In Lake Havasu City, it’s clear that many grandparents are playing the role of parents again, joining the 2.7 million grandparents around the nation who act as primary caregivers for children. A recent Arizona study showed the percentage of children living with their grandparents rose from 11.2 percent in 2010 to 14.2 percent just two years later. These grandparents are heroes for stepping in to the demanding – and expensive – role of parent again when they should be enjoying their golden years.

And yet, there are a number of children in this county who need that kind of attention from adults. That’s why the Civic Service Institute at Northern Arizona University is seeking volunteers over 55 years old to work in its Foster Grandparent Program in Mohave County. The program pairs senior volunteers with students who could use the extra attention. Volunteering might mean helping a preschooler master social skills such as listening and sharing, or helping an older child catch up on reading comprehension, doing math drills or get caught up on missing assignments. More than a simple tutoring gig, the foster grandparent program allows mature adults to act as role models in the lives of children who need that kind of nurturing.
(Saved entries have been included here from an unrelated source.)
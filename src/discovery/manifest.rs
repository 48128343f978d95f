//! Declarative route modules.
//!
//! A `*.route.toml` module lists canned endpoints:
//!
//! ```toml
//! [[routes]]
//! method = "GET"
//! path = "/users/{id}"
//! json = { success = true }
//!
//! [[routes]]
//! method = "POST"
//! path = "/users"
//! status = 201
//! delay_ms = 100
//! body = "created"
//! ```

use std::collections::{BTreeMap, HashSet};
use std::fs;
use std::panic::{self, AssertUnwindSafe};
use std::path::Path;
use std::sync::Arc;
use std::time::Duration;

use axum::http::{Method, StatusCode};
use axum::response::{IntoResponse, Response};
use axum::routing::{MethodFilter, MethodRouter};
use axum::{Json, Router};
use serde::Deserialize;

use crate::discovery::plugin::{LoadError, ModuleLoader};

/// Parsed contents of a route module file.
#[derive(Debug, Clone, Default, Deserialize)]
#[serde(deny_unknown_fields)]
pub struct Manifest {
    #[serde(default)]
    pub routes: Vec<RouteSpec>,
}

/// One endpoint of a manifest.
#[derive(Debug, Clone, Deserialize)]
#[serde(deny_unknown_fields)]
pub struct RouteSpec {
    pub method: String,
    pub path: String,
    #[serde(default = "default_status")]
    pub status: u16,
    pub json: Option<serde_json::Value>,
    pub body: Option<String>,
    #[serde(default)]
    pub delay_ms: u64,
}

fn default_status() -> u16 {
    200
}

#[derive(Debug)]
struct CannedResponse {
    status: StatusCode,
    json: Option<serde_json::Value>,
    body: String,
    delay: Duration,
}

impl CannedResponse {
    async fn respond(&self) -> Response {
        if !self.delay.is_zero() {
            tokio::time::sleep(self.delay).await;
        }
        match &self.json {
            Some(value) => (self.status, Json(value.clone())).into_response(),
            None => (self.status, self.body.clone()).into_response(),
        }
    }
}

impl Manifest {
    /// Parse manifest text.
    pub fn parse(content: &str) -> Result<Self, LoadError> {
        Ok(toml::from_str(content)?)
    }

    /// Build the router for this manifest. `None` when it declares no routes.
    pub fn into_router(self) -> Result<Option<Router>, LoadError> {
        if self.routes.is_empty() {
            return Ok(None);
        }

        let mut seen = HashSet::new();
        let mut by_path: BTreeMap<String, Vec<(MethodFilter, CannedResponse)>> = BTreeMap::new();

        for spec in self.routes {
            if !spec.path.starts_with('/') {
                return Err(LoadError::Invalid(format!("path '{}' must start with '/'", spec.path)));
            }

            let method = Method::from_bytes(spec.method.to_ascii_uppercase().as_bytes())
                .map_err(|_| LoadError::Invalid(format!("unknown method '{}'", spec.method)))?;
            let filter = MethodFilter::try_from(method.clone())
                .map_err(|_| LoadError::Invalid(format!("unsupported method '{}'", method)))?;

            if !seen.insert((method.clone(), spec.path.clone())) {
                return Err(LoadError::Invalid(format!("duplicate route {} {}", method, spec.path)));
            }

            let status = StatusCode::from_u16(spec.status)
                .map_err(|_| LoadError::Invalid(format!("invalid status {}", spec.status)))?;

            if spec.json.is_some() && spec.body.is_some() {
                return Err(LoadError::Invalid(format!(
                    "route {} {} sets both 'json' and 'body'",
                    method, spec.path
                )));
            }

            let response = CannedResponse {
                status,
                json: spec.json,
                body: spec.body.unwrap_or_default(),
                delay: Duration::from_millis(spec.delay_ms),
            };
            by_path.entry(spec.path).or_default().push((filter, response));
        }

        // axum panics on malformed path syntax
        panic::catch_unwind(AssertUnwindSafe(|| build_router(by_path)))
            .map(Some)
            .map_err(|_| LoadError::Invalid("router rejected a route path".to_string()))
    }
}

fn build_router(by_path: BTreeMap<String, Vec<(MethodFilter, CannedResponse)>>) -> Router {
    let mut router = Router::new();
    for (path, endpoints) in by_path {
        let mut method_router = MethodRouter::new();
        for (filter, response) in endpoints {
            let response = Arc::new(response);
            method_router = method_router.on(filter, move || {
                let response = response.clone();
                async move { response.respond().await }
            });
        }
        router = router.route(&path, method_router);
    }
    router
}

/// Loads `*.route.toml` manifests from disk.
#[derive(Debug, Clone, Copy, Default)]
pub struct ManifestLoader;

impl ModuleLoader for ManifestLoader {
    fn load(&self, path: &Path) -> Result<Option<Router>, LoadError> {
        let content = fs::read_to_string(path)?;
        Manifest::parse(&content)?.into_router()
    }
}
Like the Boston College research, NAU’s own study of its program showed that after two years of service, first-time foster grandparents reported improvements in health, decreased depression and less social isolation. The program provides opportunities for personal growth, a chance to make new friends and a sense of accomplishment. In addition to helping others, volunteers get a tax-free stipend of $2.65 an hour, reimbursement for mileage and supplemental insurance coverage.

So far, the program is mostly active in Kingman and Golden Valley, but organizers hope to expand it to Havasu. Interested? Call 866-856-3017 or 928-715-2200.

Grandparents, whether blood related or volunteers, fill a vital role in our society. They deserve to be celebrated today – and every day. If you’re fortunate enough to still have grandma and grandpa in your life, be sure to tell them how much you appreciate them.